WORK ORDER: Count the lines below that include the word "layer" and write that number alone.

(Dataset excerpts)
◆ ◆ ◆ ◆

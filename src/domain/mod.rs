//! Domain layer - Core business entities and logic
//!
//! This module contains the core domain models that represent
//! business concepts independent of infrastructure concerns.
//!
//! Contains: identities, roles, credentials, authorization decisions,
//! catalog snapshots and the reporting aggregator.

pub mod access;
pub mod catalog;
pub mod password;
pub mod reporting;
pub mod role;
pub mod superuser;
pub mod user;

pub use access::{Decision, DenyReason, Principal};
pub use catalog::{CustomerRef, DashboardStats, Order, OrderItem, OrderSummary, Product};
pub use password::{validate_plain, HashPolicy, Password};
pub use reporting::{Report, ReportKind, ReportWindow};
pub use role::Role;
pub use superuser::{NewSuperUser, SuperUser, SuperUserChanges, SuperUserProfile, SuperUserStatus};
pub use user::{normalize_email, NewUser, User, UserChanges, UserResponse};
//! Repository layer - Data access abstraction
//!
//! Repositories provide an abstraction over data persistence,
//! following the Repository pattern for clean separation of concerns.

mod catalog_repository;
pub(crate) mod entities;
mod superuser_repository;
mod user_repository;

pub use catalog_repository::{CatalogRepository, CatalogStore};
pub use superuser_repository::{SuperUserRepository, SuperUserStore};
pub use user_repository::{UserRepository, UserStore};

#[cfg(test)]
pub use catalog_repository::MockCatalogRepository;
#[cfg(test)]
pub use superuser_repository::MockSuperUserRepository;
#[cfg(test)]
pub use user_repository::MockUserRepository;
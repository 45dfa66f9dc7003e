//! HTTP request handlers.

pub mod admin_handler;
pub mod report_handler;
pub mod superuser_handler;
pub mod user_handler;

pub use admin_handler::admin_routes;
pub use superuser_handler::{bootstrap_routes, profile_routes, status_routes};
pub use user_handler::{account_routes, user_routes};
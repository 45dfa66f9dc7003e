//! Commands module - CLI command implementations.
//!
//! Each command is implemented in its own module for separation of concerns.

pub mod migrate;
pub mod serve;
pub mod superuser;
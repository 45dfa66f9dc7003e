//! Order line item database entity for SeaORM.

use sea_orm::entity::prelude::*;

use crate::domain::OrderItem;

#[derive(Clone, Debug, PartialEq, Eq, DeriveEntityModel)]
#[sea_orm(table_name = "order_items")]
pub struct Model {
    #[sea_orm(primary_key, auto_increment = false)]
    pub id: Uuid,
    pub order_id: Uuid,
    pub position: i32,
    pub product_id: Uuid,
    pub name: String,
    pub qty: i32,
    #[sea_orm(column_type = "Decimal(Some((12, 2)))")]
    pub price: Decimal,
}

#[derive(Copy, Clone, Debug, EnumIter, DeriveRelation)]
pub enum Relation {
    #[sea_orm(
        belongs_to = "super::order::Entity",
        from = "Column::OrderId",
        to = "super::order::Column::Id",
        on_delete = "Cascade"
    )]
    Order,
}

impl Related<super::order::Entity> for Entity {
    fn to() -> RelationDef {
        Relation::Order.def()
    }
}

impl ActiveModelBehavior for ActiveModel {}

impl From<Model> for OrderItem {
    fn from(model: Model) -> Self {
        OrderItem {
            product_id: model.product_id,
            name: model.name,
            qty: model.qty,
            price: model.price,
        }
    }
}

◆ ◆ ◆ ◆

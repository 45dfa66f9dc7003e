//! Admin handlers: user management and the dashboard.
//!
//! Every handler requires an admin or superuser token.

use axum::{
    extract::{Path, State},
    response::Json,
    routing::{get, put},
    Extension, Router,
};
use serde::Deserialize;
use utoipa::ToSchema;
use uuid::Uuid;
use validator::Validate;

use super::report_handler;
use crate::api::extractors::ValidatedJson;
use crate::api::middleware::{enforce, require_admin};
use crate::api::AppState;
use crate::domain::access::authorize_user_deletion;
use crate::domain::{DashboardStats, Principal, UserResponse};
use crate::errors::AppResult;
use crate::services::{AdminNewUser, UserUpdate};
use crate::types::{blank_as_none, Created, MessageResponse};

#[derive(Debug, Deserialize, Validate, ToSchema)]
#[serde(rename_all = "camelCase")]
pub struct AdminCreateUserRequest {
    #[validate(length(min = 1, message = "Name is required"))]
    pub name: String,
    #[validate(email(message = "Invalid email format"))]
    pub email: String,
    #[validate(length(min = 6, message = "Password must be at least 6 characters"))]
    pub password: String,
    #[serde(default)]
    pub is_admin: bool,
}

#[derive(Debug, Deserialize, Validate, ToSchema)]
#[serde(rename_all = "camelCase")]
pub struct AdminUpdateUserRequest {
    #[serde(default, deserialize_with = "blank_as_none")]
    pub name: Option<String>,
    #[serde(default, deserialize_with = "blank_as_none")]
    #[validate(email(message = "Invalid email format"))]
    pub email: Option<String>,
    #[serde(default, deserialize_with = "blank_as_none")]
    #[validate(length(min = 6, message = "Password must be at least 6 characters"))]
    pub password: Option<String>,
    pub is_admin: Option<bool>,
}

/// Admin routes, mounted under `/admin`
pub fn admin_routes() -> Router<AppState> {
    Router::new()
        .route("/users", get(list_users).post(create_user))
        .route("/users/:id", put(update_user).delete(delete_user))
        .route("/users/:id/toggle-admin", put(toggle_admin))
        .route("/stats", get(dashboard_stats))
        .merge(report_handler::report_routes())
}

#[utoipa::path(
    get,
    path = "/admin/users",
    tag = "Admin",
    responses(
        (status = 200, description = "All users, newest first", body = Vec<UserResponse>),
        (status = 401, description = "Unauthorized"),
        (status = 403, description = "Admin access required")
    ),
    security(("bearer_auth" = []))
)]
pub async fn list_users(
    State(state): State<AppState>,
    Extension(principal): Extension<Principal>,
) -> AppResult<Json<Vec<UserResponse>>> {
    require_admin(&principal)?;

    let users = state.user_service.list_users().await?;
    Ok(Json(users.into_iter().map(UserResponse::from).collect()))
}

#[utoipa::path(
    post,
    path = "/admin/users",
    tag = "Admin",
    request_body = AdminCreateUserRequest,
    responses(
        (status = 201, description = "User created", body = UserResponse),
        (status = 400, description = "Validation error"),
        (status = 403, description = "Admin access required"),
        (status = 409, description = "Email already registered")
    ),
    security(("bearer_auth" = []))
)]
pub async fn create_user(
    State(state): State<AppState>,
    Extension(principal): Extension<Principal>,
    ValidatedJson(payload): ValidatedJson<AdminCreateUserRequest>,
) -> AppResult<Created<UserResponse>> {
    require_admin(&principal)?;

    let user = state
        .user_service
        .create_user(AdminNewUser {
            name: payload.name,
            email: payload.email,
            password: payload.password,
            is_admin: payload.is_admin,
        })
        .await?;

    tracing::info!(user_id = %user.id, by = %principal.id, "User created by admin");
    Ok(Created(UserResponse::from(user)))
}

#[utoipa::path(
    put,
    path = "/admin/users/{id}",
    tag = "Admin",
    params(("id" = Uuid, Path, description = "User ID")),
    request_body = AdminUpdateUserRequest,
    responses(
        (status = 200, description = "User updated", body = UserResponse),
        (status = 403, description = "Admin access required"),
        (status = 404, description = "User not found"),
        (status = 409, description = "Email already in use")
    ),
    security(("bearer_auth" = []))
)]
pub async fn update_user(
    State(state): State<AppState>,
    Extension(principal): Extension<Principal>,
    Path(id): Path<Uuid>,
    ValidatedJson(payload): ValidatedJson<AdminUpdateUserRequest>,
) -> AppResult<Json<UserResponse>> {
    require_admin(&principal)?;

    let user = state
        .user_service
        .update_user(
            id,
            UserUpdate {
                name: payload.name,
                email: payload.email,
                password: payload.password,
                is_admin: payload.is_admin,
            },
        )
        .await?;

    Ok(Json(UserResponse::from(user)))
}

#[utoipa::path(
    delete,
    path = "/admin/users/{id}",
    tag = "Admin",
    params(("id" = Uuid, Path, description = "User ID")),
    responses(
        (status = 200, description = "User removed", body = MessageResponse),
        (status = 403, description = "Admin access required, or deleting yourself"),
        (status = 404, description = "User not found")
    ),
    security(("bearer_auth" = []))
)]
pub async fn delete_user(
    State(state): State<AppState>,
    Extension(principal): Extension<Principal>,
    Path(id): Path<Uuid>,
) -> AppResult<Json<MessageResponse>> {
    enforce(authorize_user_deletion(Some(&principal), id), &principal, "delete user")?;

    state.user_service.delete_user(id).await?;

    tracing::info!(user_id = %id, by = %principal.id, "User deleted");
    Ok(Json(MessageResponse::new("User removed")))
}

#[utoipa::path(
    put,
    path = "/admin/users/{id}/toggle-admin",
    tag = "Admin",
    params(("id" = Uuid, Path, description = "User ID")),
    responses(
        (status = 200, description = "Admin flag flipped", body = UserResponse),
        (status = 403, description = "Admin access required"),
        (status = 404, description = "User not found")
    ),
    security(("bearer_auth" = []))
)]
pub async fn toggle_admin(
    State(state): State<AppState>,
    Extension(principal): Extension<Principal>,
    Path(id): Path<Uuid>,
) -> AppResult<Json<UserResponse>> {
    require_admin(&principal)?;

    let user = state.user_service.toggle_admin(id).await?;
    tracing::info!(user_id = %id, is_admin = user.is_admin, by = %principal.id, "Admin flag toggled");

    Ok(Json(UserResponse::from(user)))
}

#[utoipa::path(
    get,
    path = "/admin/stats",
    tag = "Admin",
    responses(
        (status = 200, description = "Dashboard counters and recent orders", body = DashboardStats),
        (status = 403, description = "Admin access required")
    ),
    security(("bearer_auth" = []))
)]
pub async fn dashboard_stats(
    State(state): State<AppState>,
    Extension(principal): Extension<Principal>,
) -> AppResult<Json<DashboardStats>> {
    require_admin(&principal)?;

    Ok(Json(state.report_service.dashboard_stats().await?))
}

◆ ◆ ◆ ◆

ANSWER SECTION: 2